Problem details: As you look over the data below, please find each line where the word "const" appears, then copy it.

- - -

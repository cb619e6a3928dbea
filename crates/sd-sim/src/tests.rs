//! Integration tests for sd-sim.

use sd_core::{AnchorId, DepotId, KinematicConfig, RailPos, SimConfig, Tick, VehicleId};
use sd_mobility::ProfileSimulator;
use sd_rail::{Anchor, DijkstraPathFinder, PathFinder, PathSegment, RailNetwork, RailNetworkBuilder, RailType};
use sd_siding::{SidingError, SidingRecord, TickOutcome};

use crate::{NoopObserver, Yard, YardBuilder, YardObserver};

// ── Helpers ───────────────────────────────────────────────────────────────────

fn test_config(total_ticks: u64) -> SimConfig {
    SimConfig {
        total_ticks,
        seed:                   42,
        elapsed_ticks_per_step: 1.0,
        kinematics:             KinematicConfig::default(),
    }
}

fn p(x: i32) -> RailPos {
    RailPos::new(x, 64, 0)
}

/// Two sidings at either end of a two-platform line:
///
/// ```text
///   0 ─siding─ 40 ─iron─ 140 ─platform─ 180 ─iron─ 280 ─platform─ 320 ─siding─ 360
/// ```
fn line_network() -> RailNetwork {
    let mut b = RailNetworkBuilder::new();
    b.add_track(p(0), p(40), 40.0, RailType::Siding).unwrap();
    b.add_track(p(40), p(140), 100.0, RailType::Iron).unwrap();
    b.add_track(p(140), p(180), 40.0, RailType::Platform).unwrap();
    b.add_track(p(180), p(280), 100.0, RailType::Iron).unwrap();
    b.add_track(p(280), p(320), 40.0, RailType::Platform).unwrap();
    b.add_track(p(320), p(360), 40.0, RailType::Siding).unwrap();
    b.build()
}

const WEST: AnchorId = AnchorId(1);
const EAST: AnchorId = AnchorId(2);
const DEPOT: DepotId = DepotId(7);

fn west() -> Anchor {
    Anchor::new(WEST, p(0), p(40))
}

fn east() -> Anchor {
    Anchor::new(EAST, p(320), p(360))
}

fn platform_a() -> Anchor {
    Anchor::new(AnchorId(10), p(140), p(180)).with_dwell(2.0)
}

fn platform_b() -> Anchor {
    Anchor::new(AnchorId(11), p(280), p(320)).with_dwell(3.0)
}

fn main_path(net: &RailNetwork) -> Vec<PathSegment> {
    DijkstraPathFinder.find_path(net, &[platform_a(), platform_b()], 0).unwrap()
}

type TestYard = Yard<ProfileSimulator, DijkstraPathFinder>;

fn builder(total_ticks: u64) -> YardBuilder<ProfileSimulator, DijkstraPathFinder> {
    let simulator = ProfileSimulator::new(KinematicConfig::default(), 5.0);
    YardBuilder::new(test_config(total_ticks), simulator, DijkstraPathFinder).network(line_network())
}

/// Both sidings, attached to `DEPOT`.
fn attached_yard(total_ticks: u64) -> TestYard {
    let mut yard = builder(total_ticks).siding(east(), 40.0).siding(west(), 40.0).build().unwrap();
    yard.set_depot(WEST, Some(DEPOT)).unwrap();
    yard.set_depot(EAST, Some(DEPOT)).unwrap();
    yard
}

fn request_full_route(yard: &mut TestYard, siding: AnchorId) -> u32 {
    let main = main_path(yard.network());
    yard.request_route(siding, Some(platform_a()), Some(platform_b()), main, 1).unwrap()
}

#[derive(Default)]
struct Recorder {
    started:  Vec<Tick>,
    applied:  Vec<AnchorId>,
    rejected: Vec<AnchorId>,
    synced:   usize,
    per_tick: usize,
    ended:    Option<Tick>,
}

impl YardObserver for Recorder {
    fn on_tick_start(&mut self, tick: Tick) {
        self.started.push(tick);
    }

    fn on_route_applied(&mut self, _tick: Tick, siding: &SidingRecord) {
        self.applied.push(siding.id());
    }

    fn on_route_rejected(&mut self, _tick: Tick, siding: AnchorId, _error: &SidingError) {
        self.rejected.push(siding);
    }

    fn on_siding_tick(&mut self, _tick: Tick, _siding: &SidingRecord, outcome: &TickOutcome) {
        self.per_tick += outcome.synced.len();
    }

    fn on_tick_end(&mut self, _tick: Tick, synced: usize) {
        self.synced += synced;
    }

    fn on_sim_end(&mut self, final_tick: Tick) {
        self.ended = Some(final_tick);
    }
}

// ── YardBuilder validation ────────────────────────────────────────────────────

#[cfg(test)]
mod builder_tests {
    use super::*;
    use crate::SimError;

    #[test]
    fn builds_with_defaults() {
        let yard = builder(10).build().unwrap();
        assert_eq!(yard.sidings().count(), 0);
        assert_eq!(yard.clock, Tick::ZERO);
        assert!(!yard.network().is_empty());
    }

    #[test]
    fn sidings_are_ordered_by_id() {
        let yard = builder(10).siding(east(), 40.0).siding(west(), 40.0).build().unwrap();
        let ids: Vec<AnchorId> = yard.sidings().map(|s| s.id()).collect();
        assert_eq!(ids, vec![WEST, EAST]);
        assert!(yard.siding(EAST).is_some());
        assert!(yard.siding(AnchorId(99)).is_none());
    }

    #[test]
    fn duplicate_siding_errors() {
        let result = builder(10).siding(west(), 40.0).siding(west(), 20.0).build();
        assert!(matches!(result, Err(SimError::DuplicateSiding(WEST))));
    }

    #[test]
    fn invalid_config_errors() {
        let mut config = test_config(10);
        config.kinematics.acceleration = 0.0;
        let result = YardBuilder::new(config, ProfileSimulator::default(), DijkstraPathFinder).build();
        assert!(matches!(result, Err(SimError::Core(_))));
    }

    #[test]
    fn invalid_rail_length_errors() {
        let result = builder(10).siding(west(), -1.0).build();
        assert!(matches!(result, Err(SimError::Siding(SidingError::InvalidRailLength(_)))));
    }

    #[test]
    fn restores_snapshot() {
        let mut original = attached_yard(10);
        request_full_route(&mut original, WEST);
        original.run_ticks(1, &mut NoopObserver).unwrap();
        let snapshot = original.siding(WEST).unwrap().snapshot();

        let yard = builder(10).restore(snapshot).build().unwrap();
        let restored = yard.siding(WEST).unwrap();
        assert_eq!(restored.path(), original.siding(WEST).unwrap().path());
        assert_eq!(restored.depot(), None);
    }

    #[test]
    fn empty_network_gives_empty_default_path() {
        let simulator = ProfileSimulator::default();
        let mut yard = YardBuilder::new(test_config(10), simulator, DijkstraPathFinder)
            .siding(west(), 40.0)
            .build()
            .unwrap();
        yard.set_depot(WEST, Some(DEPOT)).unwrap();
        assert!(yard.siding(WEST).unwrap().path().is_empty());
    }
}

// ── Depot association ─────────────────────────────────────────────────────────

#[cfg(test)]
mod depot_tests {
    use super::*;
    use crate::SimError;

    #[test]
    fn unknown_siding_errors() {
        let mut yard = attached_yard(10);
        let result = yard.set_depot(AnchorId(99), Some(DEPOT));
        assert!(matches!(result, Err(SimError::Core(sd_core::CoreError::AnchorNotFound(_)))));
    }

    #[test]
    fn attaching_installs_default_path() {
        let yard = attached_yard(10);
        for siding in yard.sidings() {
            assert_eq!(siding.path().len(), 1);
            assert!(siding.vehicle(VehicleId::home(siding.id())).is_some());
        }
    }

    #[test]
    fn created_siding_is_indexed_in_order() {
        let mut yard = attached_yard(10);
        let id = yard.create_siding(p(1120), p(1160), 40.0).unwrap();
        assert!(id != WEST && id != EAST);

        let ids: Vec<AnchorId> = yard.sidings().map(|s| s.id()).collect();
        let mut sorted = ids.clone();
        sorted.sort();
        assert_eq!(ids, sorted);
        for siding in [WEST, EAST, id] {
            assert_eq!(yard.siding(siding).map(|s| s.id()), Some(siding));
        }

        let created = yard.siding(id).unwrap();
        assert_eq!(created.depot(), None);
        assert_eq!(created.anchor().pos1, p(1120));
        yard.set_depot(id, Some(DEPOT)).unwrap();
    }

    #[test]
    fn created_ids_follow_the_seed() {
        let mint = || attached_yard(10).create_siding(p(0), p(40), 40.0).unwrap();
        assert_eq!(mint(), mint());
    }

    #[test]
    fn detached_siding_does_not_tick() {
        let mut yard = attached_yard(10);
        yard.set_depot(EAST, None).unwrap();
        yard.run_ticks(20, &mut NoopObserver).unwrap();
        assert_eq!(yard.siding(EAST).unwrap().population(), 0);
        assert_eq!(yard.siding(WEST).unwrap().population(), 1);
    }
}

// ── Route hand-off ────────────────────────────────────────────────────────────

#[cfg(test)]
mod routing_tests {
    use super::*;

    #[test]
    fn route_applies_at_next_tick() {
        let mut yard = attached_yard(10);
        let successful = request_full_route(&mut yard, WEST);
        assert_eq!(successful, 3);
        assert_eq!(yard.siding(WEST).unwrap().path().len(), 1, "not applied yet");

        let mut rec = Recorder::default();
        yard.run_ticks(1, &mut rec).unwrap();
        assert_eq!(rec.applied, vec![WEST]);
        let siding = yard.siding(WEST).unwrap();
        assert!(siding.path().len() > 1);
        assert_eq!(siding.profile().len(), siding.path().len());
    }

    #[test]
    fn missing_platform_falls_back_to_default_path() {
        let mut yard = attached_yard(10);
        request_full_route(&mut yard, WEST);
        yard.run_ticks(1, &mut NoopObserver).unwrap();

        let successful = yard.request_route(WEST, None, Some(platform_b()), Vec::new(), 0).unwrap();
        assert_eq!(successful, 0);
        yard.run_ticks(1, &mut NoopObserver).unwrap();
        assert_eq!(yard.siding(WEST).unwrap().path().len(), 1);
    }

    #[test]
    fn stale_route_is_discarded() {
        let mut yard = attached_yard(10);
        request_full_route(&mut yard, WEST);
        yard.set_depot(WEST, Some(DepotId(8))).unwrap();

        let mut rec = Recorder::default();
        yard.run_ticks(1, &mut rec).unwrap();
        assert!(rec.applied.is_empty());
        assert_eq!(rec.rejected, vec![WEST]);
        assert_eq!(yard.siding(WEST).unwrap().path().len(), 1);
    }

    #[test]
    fn background_composition_is_applied() {
        let mut yard = attached_yard(10);
        let main = main_path(yard.network());
        let handle = yard
            .compose_in_background(EAST, Some(platform_a()), Some(platform_b()), main, 1)
            .unwrap();
        handle.join().unwrap();

        let mut rec = Recorder::default();
        yard.run_ticks(1, &mut rec).unwrap();
        assert_eq!(rec.applied, vec![EAST]);
        let siding = yard.siding(EAST).unwrap();
        assert_eq!(siding.path().first().and_then(|s| s.stop()), Some(EAST));
        assert_eq!(siding.path().last().and_then(|s| s.stop()), Some(EAST));
    }

    #[test]
    fn background_request_for_unknown_siding_errors() {
        let yard = attached_yard(10);
        assert!(yard.compose_in_background(AnchorId(99), None, None, Vec::new(), 0).is_err());
    }
}

// ── Tick loop ─────────────────────────────────────────────────────────────────

#[cfg(test)]
mod run_tests {
    use super::*;

    #[test]
    fn run_stops_at_end_tick() {
        let mut yard = attached_yard(25);
        let mut rec = Recorder::default();
        yard.run(&mut rec).unwrap();
        assert_eq!(yard.clock, Tick(25));
        assert_eq!(rec.started.len(), 25);
        assert_eq!(rec.started.first(), Some(&Tick(0)));
        assert_eq!(rec.ended, Some(Tick(25)));
    }

    #[test]
    fn run_ticks_ignores_end_tick() {
        let mut yard = attached_yard(5);
        yard.run_ticks(12, &mut NoopObserver).unwrap();
        assert_eq!(yard.clock, Tick(12));
    }

    #[test]
    fn synced_counts_match_outcomes() {
        let mut yard = attached_yard(2_000);
        request_full_route(&mut yard, WEST);
        request_full_route(&mut yard, EAST);
        let mut rec = Recorder::default();
        yard.run(&mut rec).unwrap();
        assert!(rec.synced > 0, "departures should be reported");
        assert_eq!(rec.synced, rec.per_tick);
    }

    #[test]
    fn unlimited_runs_are_deterministic() {
        let run = || {
            let mut yard = attached_yard(1_500);
            for id in [WEST, EAST] {
                yard.siding_mut(id).unwrap().set_unlimited_spawning(true);
                request_full_route(&mut yard, id);
            }
            yard.run(&mut NoopObserver).unwrap();
            yard.sidings()
                .flat_map(|s| s.vehicles().map(|v| (v.id(), v.rail_progress().to_bits())))
                .collect::<Vec<_>>()
        };
        let first = run();
        assert!(first.len() > 2);
        assert_eq!(first, run());
    }
}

- - -

Written answer:
const WEST: AnchorId = AnchorId(1);
const EAST: AnchorId = AnchorId(2);
const DEPOT: DepotId = DepotId(7);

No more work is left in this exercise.